Today, the Southern Poverty Law Center released its annual “Year in Hate and Extremism” report, which found 917 hate groups were operating in the United States in 2016. There are now 14 anti-immigrant groups listed, including, for the first time, the Center for Immigration Studies (CIS). The Immigration Reform Law Institute (IRLI) was also named as a hate group today, too.
Heidi Beirich, Director of SPLC’s Intelligence Project, explained the designation of CIS as a hate group:
CIS has a long history of bigotry, starting with its founder, white nationalist John Tanton, but in 2016, the group hit a new low. CIS commissioned Jason Richwine, a man who’s PHD dissertation endorses the idea of IQ differences between the races, to write multiple reports and blog pieces for the organization. The group also continued to circulate racist and anti-Semitic authors to its supporters and finally, staffer John Miano attended the white nationalist group VDARE’s Christmas party in December.
CIS joins other groups from the “John Tanton’s network” on the SPLC hate group list, notably the Federation for Immigration Reform (FAIR). SPLC has closely monitored the work of Tanton’s groups, stating in its 2009 report, The Nativist Lobby: Three Faces of Intolerance:
FAIR, CIS and NumbersUSA are all part of a network of restrictionist organizations conceived and created by John Tanton, the “puppeteer” of the nativist movement and a man with deep racist roots.
SPLC has rigorous criteria for designating organizations as hate groups, noting, “All hate groups have beliefs or practices that attack or malign an entire class of people, typically for their immutable characteristics” and “This list was compiled using hate group publications and websites, citizen and law enforcement reports, field sources and news reports.”
Upon release of the 2016 report on Hate Groups, SPLC’s Mark Potok said:
“2016 was an unprecedented year for hate. The country saw a resurgence of white nationalism that imperils the racial progress we’ve made, along with the rise of a president whose policies reflect the values of white nationalists. In Steve Bannon, these extremists think they finally have an ally who has the president’s ear.”
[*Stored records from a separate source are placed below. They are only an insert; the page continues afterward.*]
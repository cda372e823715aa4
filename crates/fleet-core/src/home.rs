//! Home directory resolution for bot-fleet
//!
//! # Precedence
//!
//! 1. `FLEET_HOME` environment variable (if set and non-empty)
//! 2. `dirs::home_dir()` platform default
//!
//! Integration tests set `FLEET_HOME` to a temp dir so config discovery and
//! the socket path never touch the real home directory.

use anyhow::{Context, Result};
use std::path::PathBuf;

/// Get the home directory used for config discovery and runtime files.
///
/// # Errors
///
/// Returns an error if `FLEET_HOME` is unset and the platform home directory
/// cannot be determined.
pub fn get_home_dir() -> Result<PathBuf> {
    if let Ok(home) = std::env::var("FLEET_HOME") {
        let trimmed = home.trim();
        if !trimmed.is_empty() {
            return Ok(PathBuf::from(trimmed));
        }
    }

    dirs::home_dir().context("Could not determine home directory")
}

/// Default runtime directory (`<home>/.fleet`) for the socket and data files.
pub fn runtime_dir(home: &std::path::Path) -> PathBuf {
    home.join(".fleet")
}

#[cfg(test)]
mod tests {
    use super::*;
    use serial_test::serial;
    use std::env;

    fn restore(original: Option<String>) {
        unsafe {
            match original {
                Some(v) => env::set_var("FLEET_HOME", v),
                None => env::remove_var("FLEET_HOME"),
            }
        }
    }

    #[test]
    #[serial]
    fn test_fleet_home_set() {
        let original = env::var("FLEET_HOME").ok();
        unsafe { env::set_var("FLEET_HOME", "/custom/home") };

        let home = get_home_dir().unwrap();
        assert_eq!(home, PathBuf::from("/custom/home"));

        restore(original);
    }

    #[test]
    #[serial]
    fn test_fleet_home_whitespace_uses_platform_default() {
        let original = env::var("FLEET_HOME").ok();
        unsafe { env::set_var("FLEET_HOME", "   ") };

        let home = get_home_dir().unwrap();
        assert_eq!(home, dirs::home_dir().unwrap());

        restore(original);
    }

    #[test]
    fn test_runtime_dir() {
        let dir = runtime_dir(std::path::Path::new("/home/bot"));
        assert_eq!(dir, PathBuf::from("/home/bot/.fleet"));
    }
}
//! Bot account reference

use serde::{Deserialize, Serialize};
use std::fmt;

/// A logged-in bot account as reported by the transport layer.
///
/// `platform` is the protocol/adapter tag (e.g. `"onebot11"`). Accounts with
/// the same tag form an account family: only they can share a literal group.
#[derive(Debug, Clone, PartialEq, Eq, Hash, Serialize, Deserialize)]
pub struct Account {
    /// Account id on its platform (QQ number, bot user id, ...)
    pub id: String,
    /// Platform / adapter tag
    pub platform: String,
}

impl Account {
    pub fn new(id: impl Into<String>, platform: impl Into<String>) -> Self {
        Self {
            id: id.into(),
            platform: platform.into(),
        }
    }

    /// True when both accounts belong to the same account family.
    pub fn same_family(&self, other: &Account) -> bool {
        self.platform == other.platform
    }
}

impl fmt::Display for Account {
    fn fmt(&self, f: &mut fmt::Formatter<'_>) -> fmt::Result {
        write!(f, "{}/{}", self.platform, self.id)
    }
}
This is a key point as CIS has established itself as a key player in the anti-immigrant agenda of the Trump administration. Trump has appointed staff from both CIS and FAIR to jobs in his administration. The group has very close ties to Attorney General Jeff Sessions as the Los Angeles Times noted last month:
Already well known as the Senate’s fiercest opponent of immigration, Sessions holds views shaped in part as he forged close ties over several decades to the Center for Immigration Studies and two other groups with similar agendas, NumbersUSA and the Federation for American Immigration Reform. With Sessions poised to be an influential voice on immigration policy in the Trump administration, these formerly fringe groups have their best chance yet to see Washington policy turn decisively in their direction.
CIS staffers, including Executive Director Mark Krikorian, are often cited as authorities on immigration in mainstream media. In addition, they also regularly appear before legislative committees in Washington and around the country. A recent appearance by Krikorian in the Florida State House resulted in Democratic legislators walking out.
Krikorian and the others have tried to disassociate themselves from their founder and his white nationalists views. But, Tanton and his views are in the DNA of CIS. And, today, SPLC made it clear: CIS is a hate group.